#### Stored data:
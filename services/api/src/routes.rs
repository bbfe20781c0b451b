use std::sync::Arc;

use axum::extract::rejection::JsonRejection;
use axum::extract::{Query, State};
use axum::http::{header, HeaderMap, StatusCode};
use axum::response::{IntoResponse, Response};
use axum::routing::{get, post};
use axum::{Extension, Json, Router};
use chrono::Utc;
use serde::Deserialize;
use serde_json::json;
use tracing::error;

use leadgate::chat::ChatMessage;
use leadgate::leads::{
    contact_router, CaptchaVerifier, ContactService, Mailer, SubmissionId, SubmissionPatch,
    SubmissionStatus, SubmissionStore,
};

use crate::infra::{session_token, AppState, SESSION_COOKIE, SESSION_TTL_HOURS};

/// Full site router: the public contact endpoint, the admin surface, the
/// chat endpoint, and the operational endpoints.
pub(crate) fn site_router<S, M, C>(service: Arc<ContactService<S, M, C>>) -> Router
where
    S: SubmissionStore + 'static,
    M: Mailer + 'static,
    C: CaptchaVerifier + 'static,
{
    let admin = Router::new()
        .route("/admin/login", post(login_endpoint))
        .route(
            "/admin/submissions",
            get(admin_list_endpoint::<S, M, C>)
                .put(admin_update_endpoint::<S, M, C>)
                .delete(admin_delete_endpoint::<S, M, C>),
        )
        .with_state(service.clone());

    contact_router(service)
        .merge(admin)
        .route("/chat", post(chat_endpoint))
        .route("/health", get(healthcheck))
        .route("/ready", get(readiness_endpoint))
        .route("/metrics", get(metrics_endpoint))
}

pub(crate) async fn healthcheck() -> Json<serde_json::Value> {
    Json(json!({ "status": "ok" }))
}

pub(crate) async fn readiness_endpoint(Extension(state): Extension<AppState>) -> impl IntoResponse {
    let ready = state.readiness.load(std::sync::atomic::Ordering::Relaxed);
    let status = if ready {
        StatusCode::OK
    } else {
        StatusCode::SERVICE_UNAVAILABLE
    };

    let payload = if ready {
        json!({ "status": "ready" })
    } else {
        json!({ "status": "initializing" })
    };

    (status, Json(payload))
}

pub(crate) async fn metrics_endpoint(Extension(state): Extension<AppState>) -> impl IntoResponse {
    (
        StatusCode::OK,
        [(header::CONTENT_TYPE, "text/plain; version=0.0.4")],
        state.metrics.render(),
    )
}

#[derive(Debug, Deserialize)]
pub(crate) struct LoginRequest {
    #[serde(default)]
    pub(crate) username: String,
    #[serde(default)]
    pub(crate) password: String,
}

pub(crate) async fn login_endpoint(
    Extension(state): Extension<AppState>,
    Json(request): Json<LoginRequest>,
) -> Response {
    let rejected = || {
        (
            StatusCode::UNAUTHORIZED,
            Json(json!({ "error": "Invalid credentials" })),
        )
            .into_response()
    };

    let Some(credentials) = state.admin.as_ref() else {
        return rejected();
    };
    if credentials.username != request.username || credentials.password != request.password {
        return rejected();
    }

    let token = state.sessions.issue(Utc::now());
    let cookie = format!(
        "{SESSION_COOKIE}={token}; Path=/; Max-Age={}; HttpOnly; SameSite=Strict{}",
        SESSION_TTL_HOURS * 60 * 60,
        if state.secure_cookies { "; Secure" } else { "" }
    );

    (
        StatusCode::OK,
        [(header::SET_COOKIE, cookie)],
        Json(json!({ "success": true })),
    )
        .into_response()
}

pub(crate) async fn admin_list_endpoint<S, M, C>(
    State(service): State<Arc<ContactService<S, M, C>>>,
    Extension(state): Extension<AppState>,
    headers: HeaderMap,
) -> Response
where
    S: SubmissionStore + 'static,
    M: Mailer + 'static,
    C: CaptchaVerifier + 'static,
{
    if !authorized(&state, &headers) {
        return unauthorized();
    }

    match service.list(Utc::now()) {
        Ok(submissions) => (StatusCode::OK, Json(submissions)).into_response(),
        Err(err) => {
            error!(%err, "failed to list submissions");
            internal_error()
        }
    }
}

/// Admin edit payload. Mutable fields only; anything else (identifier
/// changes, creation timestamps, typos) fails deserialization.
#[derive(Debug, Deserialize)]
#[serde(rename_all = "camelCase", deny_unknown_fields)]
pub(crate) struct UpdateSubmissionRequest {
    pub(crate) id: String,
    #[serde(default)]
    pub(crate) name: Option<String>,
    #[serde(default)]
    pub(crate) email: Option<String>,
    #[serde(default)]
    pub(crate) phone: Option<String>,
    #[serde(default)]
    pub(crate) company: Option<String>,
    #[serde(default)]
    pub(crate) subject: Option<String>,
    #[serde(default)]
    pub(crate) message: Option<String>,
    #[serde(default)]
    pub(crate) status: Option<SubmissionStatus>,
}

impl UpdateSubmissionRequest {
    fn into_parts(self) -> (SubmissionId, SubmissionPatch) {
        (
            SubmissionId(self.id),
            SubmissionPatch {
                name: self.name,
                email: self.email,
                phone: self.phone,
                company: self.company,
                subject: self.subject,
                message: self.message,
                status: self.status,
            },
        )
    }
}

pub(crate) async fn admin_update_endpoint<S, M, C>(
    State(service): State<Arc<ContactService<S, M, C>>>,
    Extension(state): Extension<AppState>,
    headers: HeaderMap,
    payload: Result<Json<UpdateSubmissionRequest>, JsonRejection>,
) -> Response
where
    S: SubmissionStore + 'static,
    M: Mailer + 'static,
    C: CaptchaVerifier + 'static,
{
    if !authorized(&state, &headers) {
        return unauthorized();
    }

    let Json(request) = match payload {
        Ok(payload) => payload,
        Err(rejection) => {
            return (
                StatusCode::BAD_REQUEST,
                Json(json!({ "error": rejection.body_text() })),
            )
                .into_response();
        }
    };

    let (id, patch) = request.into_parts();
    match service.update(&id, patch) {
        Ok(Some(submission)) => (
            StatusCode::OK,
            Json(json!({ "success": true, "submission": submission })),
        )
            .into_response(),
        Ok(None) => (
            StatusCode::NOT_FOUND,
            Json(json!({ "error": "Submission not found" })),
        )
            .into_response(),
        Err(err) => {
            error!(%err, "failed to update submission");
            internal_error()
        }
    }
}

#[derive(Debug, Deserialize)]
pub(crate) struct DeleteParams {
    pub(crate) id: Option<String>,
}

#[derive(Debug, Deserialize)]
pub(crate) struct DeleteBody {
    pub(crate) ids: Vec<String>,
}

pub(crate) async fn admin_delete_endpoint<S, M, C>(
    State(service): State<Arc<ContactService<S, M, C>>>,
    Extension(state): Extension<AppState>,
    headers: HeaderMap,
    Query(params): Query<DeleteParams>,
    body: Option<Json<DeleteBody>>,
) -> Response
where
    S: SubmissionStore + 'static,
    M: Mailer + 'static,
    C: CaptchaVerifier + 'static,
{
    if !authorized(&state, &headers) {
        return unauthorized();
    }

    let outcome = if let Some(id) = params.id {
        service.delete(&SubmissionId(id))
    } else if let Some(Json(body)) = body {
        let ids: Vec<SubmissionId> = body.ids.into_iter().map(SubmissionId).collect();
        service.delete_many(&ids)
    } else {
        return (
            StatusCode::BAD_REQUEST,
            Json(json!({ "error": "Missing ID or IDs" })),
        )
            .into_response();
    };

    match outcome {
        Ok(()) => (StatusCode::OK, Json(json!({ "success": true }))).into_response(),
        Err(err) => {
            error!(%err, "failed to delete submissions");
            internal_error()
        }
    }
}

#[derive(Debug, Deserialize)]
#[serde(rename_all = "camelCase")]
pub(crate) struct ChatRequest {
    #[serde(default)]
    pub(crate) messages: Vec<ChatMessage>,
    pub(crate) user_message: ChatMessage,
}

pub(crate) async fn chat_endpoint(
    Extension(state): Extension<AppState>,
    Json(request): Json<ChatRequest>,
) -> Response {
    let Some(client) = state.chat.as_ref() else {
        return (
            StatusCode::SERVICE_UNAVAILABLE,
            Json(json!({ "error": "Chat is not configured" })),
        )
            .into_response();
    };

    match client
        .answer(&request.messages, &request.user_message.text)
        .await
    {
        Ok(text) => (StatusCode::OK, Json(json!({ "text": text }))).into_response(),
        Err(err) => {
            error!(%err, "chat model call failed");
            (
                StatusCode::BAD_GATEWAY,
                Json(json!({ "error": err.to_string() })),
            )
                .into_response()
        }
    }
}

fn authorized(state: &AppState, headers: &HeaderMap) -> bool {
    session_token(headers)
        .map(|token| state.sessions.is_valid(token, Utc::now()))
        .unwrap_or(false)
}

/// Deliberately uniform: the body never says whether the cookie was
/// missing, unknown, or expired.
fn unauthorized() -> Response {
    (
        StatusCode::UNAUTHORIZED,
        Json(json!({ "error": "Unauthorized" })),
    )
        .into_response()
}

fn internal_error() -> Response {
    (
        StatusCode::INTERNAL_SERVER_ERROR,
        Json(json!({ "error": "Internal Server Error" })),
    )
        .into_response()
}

* * *

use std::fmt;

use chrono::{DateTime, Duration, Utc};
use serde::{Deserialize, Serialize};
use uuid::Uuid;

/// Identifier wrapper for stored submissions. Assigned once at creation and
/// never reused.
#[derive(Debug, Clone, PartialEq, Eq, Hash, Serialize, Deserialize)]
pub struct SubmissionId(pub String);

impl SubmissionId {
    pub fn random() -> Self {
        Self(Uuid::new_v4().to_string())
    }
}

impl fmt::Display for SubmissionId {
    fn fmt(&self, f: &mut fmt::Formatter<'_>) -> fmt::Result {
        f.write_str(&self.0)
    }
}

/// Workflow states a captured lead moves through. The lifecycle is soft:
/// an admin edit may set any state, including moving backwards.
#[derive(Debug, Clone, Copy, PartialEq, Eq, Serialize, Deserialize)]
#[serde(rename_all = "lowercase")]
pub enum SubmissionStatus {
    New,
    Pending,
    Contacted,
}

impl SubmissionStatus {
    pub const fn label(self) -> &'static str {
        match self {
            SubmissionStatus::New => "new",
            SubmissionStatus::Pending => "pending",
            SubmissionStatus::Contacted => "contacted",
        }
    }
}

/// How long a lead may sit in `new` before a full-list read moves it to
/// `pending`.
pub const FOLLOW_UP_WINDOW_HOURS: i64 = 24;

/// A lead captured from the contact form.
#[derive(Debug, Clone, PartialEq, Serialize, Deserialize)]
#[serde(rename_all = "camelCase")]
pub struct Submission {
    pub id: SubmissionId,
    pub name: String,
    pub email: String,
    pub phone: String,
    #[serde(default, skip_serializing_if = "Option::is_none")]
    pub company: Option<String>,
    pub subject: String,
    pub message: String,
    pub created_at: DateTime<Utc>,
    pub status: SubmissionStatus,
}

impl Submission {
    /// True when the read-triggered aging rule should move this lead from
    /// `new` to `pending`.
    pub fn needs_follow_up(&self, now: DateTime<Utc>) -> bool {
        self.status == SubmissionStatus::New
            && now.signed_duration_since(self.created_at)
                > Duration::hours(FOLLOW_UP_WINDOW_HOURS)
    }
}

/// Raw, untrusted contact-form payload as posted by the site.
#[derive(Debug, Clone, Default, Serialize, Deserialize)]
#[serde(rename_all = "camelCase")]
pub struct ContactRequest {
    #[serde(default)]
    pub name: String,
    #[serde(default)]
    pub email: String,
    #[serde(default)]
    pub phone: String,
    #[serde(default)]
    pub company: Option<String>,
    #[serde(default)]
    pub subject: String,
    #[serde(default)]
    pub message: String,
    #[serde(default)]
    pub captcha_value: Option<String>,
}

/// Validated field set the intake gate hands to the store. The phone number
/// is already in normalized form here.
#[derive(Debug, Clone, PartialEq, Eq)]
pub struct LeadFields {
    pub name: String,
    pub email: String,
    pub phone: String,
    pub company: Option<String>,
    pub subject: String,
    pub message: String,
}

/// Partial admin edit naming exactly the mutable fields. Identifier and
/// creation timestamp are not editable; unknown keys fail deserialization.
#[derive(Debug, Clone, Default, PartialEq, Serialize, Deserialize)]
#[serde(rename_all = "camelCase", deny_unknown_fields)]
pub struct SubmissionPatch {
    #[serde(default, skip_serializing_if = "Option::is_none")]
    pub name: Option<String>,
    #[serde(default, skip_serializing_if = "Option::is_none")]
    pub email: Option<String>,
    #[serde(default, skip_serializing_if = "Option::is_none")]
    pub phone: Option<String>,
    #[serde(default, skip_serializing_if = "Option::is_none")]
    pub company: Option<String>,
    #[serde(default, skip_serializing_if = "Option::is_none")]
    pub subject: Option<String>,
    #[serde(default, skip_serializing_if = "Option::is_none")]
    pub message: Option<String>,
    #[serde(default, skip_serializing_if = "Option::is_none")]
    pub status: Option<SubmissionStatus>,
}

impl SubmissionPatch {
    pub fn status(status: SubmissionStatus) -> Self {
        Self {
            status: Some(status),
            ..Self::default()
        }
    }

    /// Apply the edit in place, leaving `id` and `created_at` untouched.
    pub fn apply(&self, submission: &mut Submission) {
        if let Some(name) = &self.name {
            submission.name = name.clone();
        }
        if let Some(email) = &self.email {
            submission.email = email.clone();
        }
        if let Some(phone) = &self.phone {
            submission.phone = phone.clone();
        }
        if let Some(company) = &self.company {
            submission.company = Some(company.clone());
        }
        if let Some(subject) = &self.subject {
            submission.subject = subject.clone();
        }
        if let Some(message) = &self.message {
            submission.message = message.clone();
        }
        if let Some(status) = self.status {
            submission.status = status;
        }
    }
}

...

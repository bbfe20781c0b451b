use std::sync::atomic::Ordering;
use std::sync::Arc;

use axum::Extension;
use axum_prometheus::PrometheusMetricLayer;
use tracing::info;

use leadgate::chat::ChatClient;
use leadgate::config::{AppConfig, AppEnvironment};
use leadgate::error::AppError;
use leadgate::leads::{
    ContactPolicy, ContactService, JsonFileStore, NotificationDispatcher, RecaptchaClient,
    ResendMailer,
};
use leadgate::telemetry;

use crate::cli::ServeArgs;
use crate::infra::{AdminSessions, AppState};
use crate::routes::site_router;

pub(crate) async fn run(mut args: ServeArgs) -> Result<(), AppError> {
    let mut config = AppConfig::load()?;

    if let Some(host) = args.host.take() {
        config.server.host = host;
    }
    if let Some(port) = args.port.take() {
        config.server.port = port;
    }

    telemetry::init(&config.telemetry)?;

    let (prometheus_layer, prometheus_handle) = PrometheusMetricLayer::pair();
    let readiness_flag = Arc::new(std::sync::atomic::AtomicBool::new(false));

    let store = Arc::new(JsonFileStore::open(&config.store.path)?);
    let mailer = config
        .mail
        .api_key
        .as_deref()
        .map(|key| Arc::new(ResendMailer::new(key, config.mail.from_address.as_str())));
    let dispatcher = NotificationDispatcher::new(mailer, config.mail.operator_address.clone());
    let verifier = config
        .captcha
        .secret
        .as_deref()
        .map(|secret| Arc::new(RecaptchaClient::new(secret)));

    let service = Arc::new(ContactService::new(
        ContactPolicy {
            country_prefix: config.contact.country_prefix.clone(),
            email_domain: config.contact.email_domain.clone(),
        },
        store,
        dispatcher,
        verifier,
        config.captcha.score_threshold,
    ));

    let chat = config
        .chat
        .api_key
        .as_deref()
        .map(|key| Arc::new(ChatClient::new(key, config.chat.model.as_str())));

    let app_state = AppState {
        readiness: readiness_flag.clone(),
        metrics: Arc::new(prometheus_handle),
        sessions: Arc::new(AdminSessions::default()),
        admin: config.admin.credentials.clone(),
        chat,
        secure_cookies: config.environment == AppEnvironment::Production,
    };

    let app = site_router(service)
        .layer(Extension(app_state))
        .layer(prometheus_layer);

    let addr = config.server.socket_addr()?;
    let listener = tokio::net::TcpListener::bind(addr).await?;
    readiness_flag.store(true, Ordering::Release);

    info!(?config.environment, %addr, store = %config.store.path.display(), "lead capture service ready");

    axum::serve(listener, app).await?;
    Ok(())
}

#### Exercise prompt:
If a line above holds the string "subject", return it as it stands.

#### Solution to the exercise:
    pub(crate) subject: Option<String>,
                subject: self.subject,
    pub subject: String,
    pub subject: String,
    pub subject: String,
    pub subject: Option<String>,
        if let Some(subject) = &self.subject {
            submission.subject = subject.clone();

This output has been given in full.